Opinión
EBAU
EBAU es, desde hace un par de años, el nuevo nombre del examen de selectividad, aunque tiene otras formas expresivas en función de su adscripción autonómica. Cuando la última reforma universitaria planteó la posibilidad de que cada centro superior pudiera establecer su particular sistema de acceso, los rectores pensaron que, para ellos, era mejor no singularizarse y se inventaron, con el beneplácito de las autoridades educativas, una selectividad novedosa y común para todos. Pero resulta que ni es innovadora ni es igual en todas partes, pues ha reproducido los peores vicios de la antigua y, además, se ha autonomizado dando lugar a sensibles diferencias entre las Comunidades Autónomas.

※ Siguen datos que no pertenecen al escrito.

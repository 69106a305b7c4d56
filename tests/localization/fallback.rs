//! Integration tests for translation loading, lookup and the fallback chain.

#![cfg(test)]

use site_localizer::i18n::{
    LocalizeError, MemorySource, MemoryStore, PREFERRED_LANGUAGE_KEY, PreferenceStore,
    TranslationTable,
};

use super::helpers::{EN, PT_BR, bundle, localizer};

#[tokio::test]
/// What: Lookup resolves exact leaves and yields `None` for every other path.
///
/// Inputs:
/// - `pt-BR` document with a `nav` section.
///
/// Output:
/// - Leaf strings for full paths; `None` for sections, over-long paths and unknown keys.
///
/// Details:
/// - Lookups never panic, whatever the key shape.
async fn lookup_returns_leaf_or_none() {
    let l = localizer(bundle(), MemoryStore::new());
    l.load_translations("pt-BR").await.expect("pt-BR should load");

    assert_eq!(l.get_translation("nav.home").as_deref(), Some("Início"));
    assert_eq!(l.get_translation("meta.description").as_deref(), Some("Descrição do site"));
    assert_eq!(l.get_translation("nav"), None);
    assert_eq!(l.get_translation("nav.home.extra"), None);
    assert_eq!(l.get_translation("nav.missing"), None);
    assert_eq!(l.get_translation("footer.rights"), None);
    assert_eq!(l.get_translation(""), None);
    assert_eq!(l.get_translation("nav..home"), None);
    assert_eq!(l.get_translation(".nav.home"), None);
}

#[tokio::test]
/// What: An unsupported persisted locale resolves to the primary locale.
///
/// Inputs:
/// - Persisted `fr`, no `fr` document, chain `["pt-BR", "en", "es"]`.
///
/// Output:
/// - `pt-BR` becomes current and is persisted.
///
/// Details:
/// - `fr` is tried first, then the first fallback wins.
async fn persisted_unsupported_locale_falls_back_to_primary() {
    let l = localizer(bundle(), MemoryStore::with_preferred("fr"));
    assert_eq!(l.current_locale(), "fr");

    let table = l
        .load_translations(&l.current_locale())
        .await
        .expect("fallback should load");

    assert_eq!(l.current_locale(), "pt-BR");
    assert_eq!(table, TranslationTable::from_json(PT_BR).expect("fixture parses"));
    assert_eq!(
        l.store().get(PREFERRED_LANGUAGE_KEY).expect("memory store reads"),
        Some("pt-BR".to_string())
    );
    assert_eq!(l.source().fetched(), vec!["fr", "pt-BR"]);
}

#[tokio::test]
/// What: Malformed documents and non-string leaves count as load failures.
///
/// Inputs:
/// - `es` with invalid JSON, `en` with a numeric leaf, valid `pt-BR`.
///
/// Output:
/// - Loading `es` or `en` ends on `pt-BR`.
async fn malformed_documents_drive_the_fallback_chain() {
    let source = MemorySource::new()
        .with_document("pt-BR", PT_BR)
        .with_document("en", r#"{"nav": {"home": 1}}"#)
        .with_document("es", "{not json");
    let l = localizer(source, MemoryStore::new());

    l.load_translations("es").await.expect("pt-BR should win");
    assert_eq!(l.current_locale(), "pt-BR");
    assert_eq!(l.source().fetched(), vec!["es", "pt-BR"]);

    // pt-BR answers from the cache even after the source lost it
    l.source().remove("pt-BR");
    l.load_translations("en").await.expect("cached pt-BR should win");
    assert_eq!(l.current_locale(), "pt-BR");
    assert_eq!(l.get_translation("nav.home").as_deref(), Some("Início"));
    assert_eq!(l.source().fetched(), vec!["es", "pt-BR", "en"]);
}

#[tokio::test]
/// What: Exhausting the chain returns `Load` and leaves state untouched.
///
/// Inputs:
/// - Empty source.
///
/// Output:
/// - `Load` error naming every attempted locale; empty translations.
async fn exhausted_chain_reports_attempted_locales() {
    let l = localizer(MemorySource::new(), MemoryStore::new());
    let before = l.snapshot();

    let err = l.load_translations("en").await.expect_err("nothing can load");
    assert_eq!(
        err,
        LocalizeError::Load("all translation sources exhausted (tried: en, pt-BR, es)".to_string())
    );
    assert_eq!(l.snapshot(), before);
    assert_eq!(l.store().get(PREFERRED_LANGUAGE_KEY).expect("memory store reads"), None);
}

#[tokio::test]
/// What: Fetch failures are not cached.
///
/// Inputs:
/// - `en` missing on the first load and added afterwards.
///
/// Output:
/// - The second load fetches `en` again and uses it.
async fn failures_are_retried_on_next_load() {
    let source = MemorySource::new().with_document("pt-BR", PT_BR);
    let l = localizer(source, MemoryStore::new());

    l.load_translations("en").await.expect("pt-BR fallback");
    assert_eq!(l.current_locale(), "pt-BR");

    l.source().insert("en", EN);
    l.load_translations("en").await.expect("en now loads");
    assert_eq!(l.current_locale(), "en");
    assert_eq!(l.get_translation("nav.home").as_deref(), Some("Home"));
    assert_eq!(l.source().fetched(), vec!["en", "pt-BR", "en"]);
}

Empecemos por los vicios. Uno es el principal: la selectividad, pese a su nombre, no seleccionaba a los estudiantes que, por sus méritos, podían cursar estudios universitarios, pues aprobaban casi todos. Y en la EBAU, lo mismo. Lo que sí hace este examen es jerarquizar a los estudiantes para su admisión en los grados que desean cursar. Como resultado, hay grados elitistas y grados para la morralla. En los primeros, el rendimiento educativo suele ser aceptable, aunque no siempre; en los segundos, el fracaso es pavoroso. Lo que se deriva de esto es que, todos los años, se desperdicia en torno a una cuarta parte de los recursos con los que se financian las universidades. Además, en promedio, formar a un egresado universitario acaba costando un 75 por ciento más de lo necesario. Aclaremos que sólo una pequeña parte de ese coste corre a cargo del interesado; el resto lo paga el erario público.
Sigamos por la fragmentación autonómica. Se denuncia, con razón, que hay Comunidades en las que se inflan las notas de la EBAU por la vía de hacer fáciles los exámenes. Aprobar, se aprueba en todas partes; pero otra cosa son los notables y sobresalientes. Ello discrimina a los buenos estudiantes de unos sitios –como Castilla y León, Madrid o Navarra– para favorecer a los de otros –como los canarios, extremeños y murcianos–. Ello trastorna, sin duda, las aspiraciones de muchos alumnos, incluso entre los más brillantes. Pero lo malo no es sólo eso, sino que el coste inducido por el fracaso universitario se transfiere en parte de las regiones donde la EBAU es fácil a las que la ponen más difícil.
Los estudios universitarios deberían estar reservados para la elite intelectual de los jóvenes, independientemente de cuál sea su renta familiar. Pero con este sistema que reparte aprobados para todos, lo que se logra es deteriorar el nivel de esos estudios, especialmente para los mejores alumnos. De esta manera, en España no cultivamos la inteligencia sino la mediocridad.